YOUR TASK:
Nothing outside the range below should be printed. Output exactly the lines from the line with "REPLACE INTO bars_1m" to the line with "let mut sql", both included.

LISTED ENTRIES:
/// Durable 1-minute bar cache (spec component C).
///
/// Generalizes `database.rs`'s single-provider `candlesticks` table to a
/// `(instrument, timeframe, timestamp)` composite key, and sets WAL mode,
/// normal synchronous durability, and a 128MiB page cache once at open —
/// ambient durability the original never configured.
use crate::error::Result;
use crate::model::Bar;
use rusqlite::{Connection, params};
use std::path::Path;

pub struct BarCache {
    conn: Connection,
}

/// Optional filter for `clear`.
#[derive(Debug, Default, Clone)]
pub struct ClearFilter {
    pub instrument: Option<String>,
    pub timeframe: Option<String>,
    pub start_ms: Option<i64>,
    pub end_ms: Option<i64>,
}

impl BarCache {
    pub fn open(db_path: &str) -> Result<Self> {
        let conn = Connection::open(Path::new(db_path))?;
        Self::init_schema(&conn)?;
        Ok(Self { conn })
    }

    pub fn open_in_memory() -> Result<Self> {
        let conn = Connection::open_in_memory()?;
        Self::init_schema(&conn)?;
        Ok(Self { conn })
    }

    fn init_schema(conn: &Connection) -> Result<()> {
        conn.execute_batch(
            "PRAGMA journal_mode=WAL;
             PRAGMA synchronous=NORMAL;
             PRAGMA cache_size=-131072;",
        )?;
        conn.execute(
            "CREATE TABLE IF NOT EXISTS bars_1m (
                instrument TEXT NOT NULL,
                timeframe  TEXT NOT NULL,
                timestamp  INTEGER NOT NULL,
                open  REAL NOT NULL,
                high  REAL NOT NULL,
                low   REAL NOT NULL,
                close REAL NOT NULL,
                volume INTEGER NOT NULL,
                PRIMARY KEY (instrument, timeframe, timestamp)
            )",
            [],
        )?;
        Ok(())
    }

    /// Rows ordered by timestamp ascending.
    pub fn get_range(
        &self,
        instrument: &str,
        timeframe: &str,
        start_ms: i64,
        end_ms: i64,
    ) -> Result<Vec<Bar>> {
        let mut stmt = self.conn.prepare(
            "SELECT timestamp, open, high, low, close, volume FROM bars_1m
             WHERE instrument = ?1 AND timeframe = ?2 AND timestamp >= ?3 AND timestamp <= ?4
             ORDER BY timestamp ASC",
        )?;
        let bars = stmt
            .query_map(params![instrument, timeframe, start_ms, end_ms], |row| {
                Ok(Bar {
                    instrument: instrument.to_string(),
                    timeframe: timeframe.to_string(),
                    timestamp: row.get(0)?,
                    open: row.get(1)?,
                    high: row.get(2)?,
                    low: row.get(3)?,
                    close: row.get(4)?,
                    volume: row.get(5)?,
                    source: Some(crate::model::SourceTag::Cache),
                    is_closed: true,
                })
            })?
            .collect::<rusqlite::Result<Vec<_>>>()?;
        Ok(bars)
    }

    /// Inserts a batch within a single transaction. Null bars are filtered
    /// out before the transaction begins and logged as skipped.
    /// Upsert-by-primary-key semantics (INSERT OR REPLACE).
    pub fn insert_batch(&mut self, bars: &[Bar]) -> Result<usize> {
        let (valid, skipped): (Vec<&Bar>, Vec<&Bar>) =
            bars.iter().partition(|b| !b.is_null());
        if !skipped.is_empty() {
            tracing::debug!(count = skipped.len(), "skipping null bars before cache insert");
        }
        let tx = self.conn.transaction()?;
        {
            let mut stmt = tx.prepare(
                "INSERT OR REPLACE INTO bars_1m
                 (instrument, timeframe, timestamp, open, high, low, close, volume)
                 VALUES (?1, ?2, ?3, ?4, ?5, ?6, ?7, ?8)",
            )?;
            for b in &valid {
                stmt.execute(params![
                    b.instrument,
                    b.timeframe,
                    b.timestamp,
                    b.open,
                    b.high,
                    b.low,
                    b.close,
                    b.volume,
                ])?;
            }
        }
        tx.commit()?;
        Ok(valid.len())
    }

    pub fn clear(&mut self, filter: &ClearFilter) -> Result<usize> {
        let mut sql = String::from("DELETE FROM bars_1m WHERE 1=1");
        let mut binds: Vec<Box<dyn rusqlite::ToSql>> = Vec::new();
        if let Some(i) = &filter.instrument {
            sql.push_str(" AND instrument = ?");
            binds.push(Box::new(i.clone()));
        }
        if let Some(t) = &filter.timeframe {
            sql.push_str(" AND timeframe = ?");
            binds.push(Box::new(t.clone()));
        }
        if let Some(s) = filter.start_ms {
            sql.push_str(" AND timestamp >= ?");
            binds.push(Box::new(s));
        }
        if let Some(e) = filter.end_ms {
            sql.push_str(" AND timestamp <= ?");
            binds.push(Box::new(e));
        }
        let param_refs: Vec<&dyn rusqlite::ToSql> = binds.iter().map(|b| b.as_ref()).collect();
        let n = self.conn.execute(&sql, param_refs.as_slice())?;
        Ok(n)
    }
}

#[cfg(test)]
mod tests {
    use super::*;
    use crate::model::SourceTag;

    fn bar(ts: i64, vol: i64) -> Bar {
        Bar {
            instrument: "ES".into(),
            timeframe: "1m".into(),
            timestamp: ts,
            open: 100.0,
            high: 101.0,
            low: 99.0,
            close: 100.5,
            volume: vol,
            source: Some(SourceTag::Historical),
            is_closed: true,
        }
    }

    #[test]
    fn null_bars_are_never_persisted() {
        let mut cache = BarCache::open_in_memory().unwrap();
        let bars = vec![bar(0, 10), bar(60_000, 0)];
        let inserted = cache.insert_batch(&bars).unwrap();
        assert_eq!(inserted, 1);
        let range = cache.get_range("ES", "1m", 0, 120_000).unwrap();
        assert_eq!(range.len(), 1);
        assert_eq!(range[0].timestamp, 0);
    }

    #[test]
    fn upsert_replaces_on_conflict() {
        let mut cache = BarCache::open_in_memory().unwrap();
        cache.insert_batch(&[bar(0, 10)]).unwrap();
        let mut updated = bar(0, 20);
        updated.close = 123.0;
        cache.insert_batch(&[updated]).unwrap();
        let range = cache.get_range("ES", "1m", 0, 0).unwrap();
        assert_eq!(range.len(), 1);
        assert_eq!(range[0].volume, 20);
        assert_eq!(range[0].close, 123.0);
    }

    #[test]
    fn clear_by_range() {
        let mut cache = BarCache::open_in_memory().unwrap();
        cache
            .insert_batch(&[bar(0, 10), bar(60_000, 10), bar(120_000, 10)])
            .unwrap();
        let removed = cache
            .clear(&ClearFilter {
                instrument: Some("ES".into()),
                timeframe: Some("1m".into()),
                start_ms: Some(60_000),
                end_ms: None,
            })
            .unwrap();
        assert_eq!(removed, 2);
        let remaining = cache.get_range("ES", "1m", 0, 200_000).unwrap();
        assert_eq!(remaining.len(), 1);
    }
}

RESPONSE BOX:
                "INSERT OR REPLACE INTO bars_1m
                 (instrument, timeframe, timestamp, open, high, low, close, volume)
                 VALUES (?1, ?2, ?3, ?4, ?5, ?6, ?7, ?8)",
            )?;
            for b in &valid {
                stmt.execute(params![
                    b.instrument,
                    b.timeframe,
                    b.timestamp,
                    b.open,
                    b.high,
                    b.low,
                    b.close,
                    b.volume,
                ])?;
            }
        }
        tx.commit()?;
        Ok(valid.len())
    }

    pub fn clear(&mut self, filter: &ClearFilter) -> Result<usize> {
        let mut sql = String::from("DELETE FROM bars_1m WHERE 1=1");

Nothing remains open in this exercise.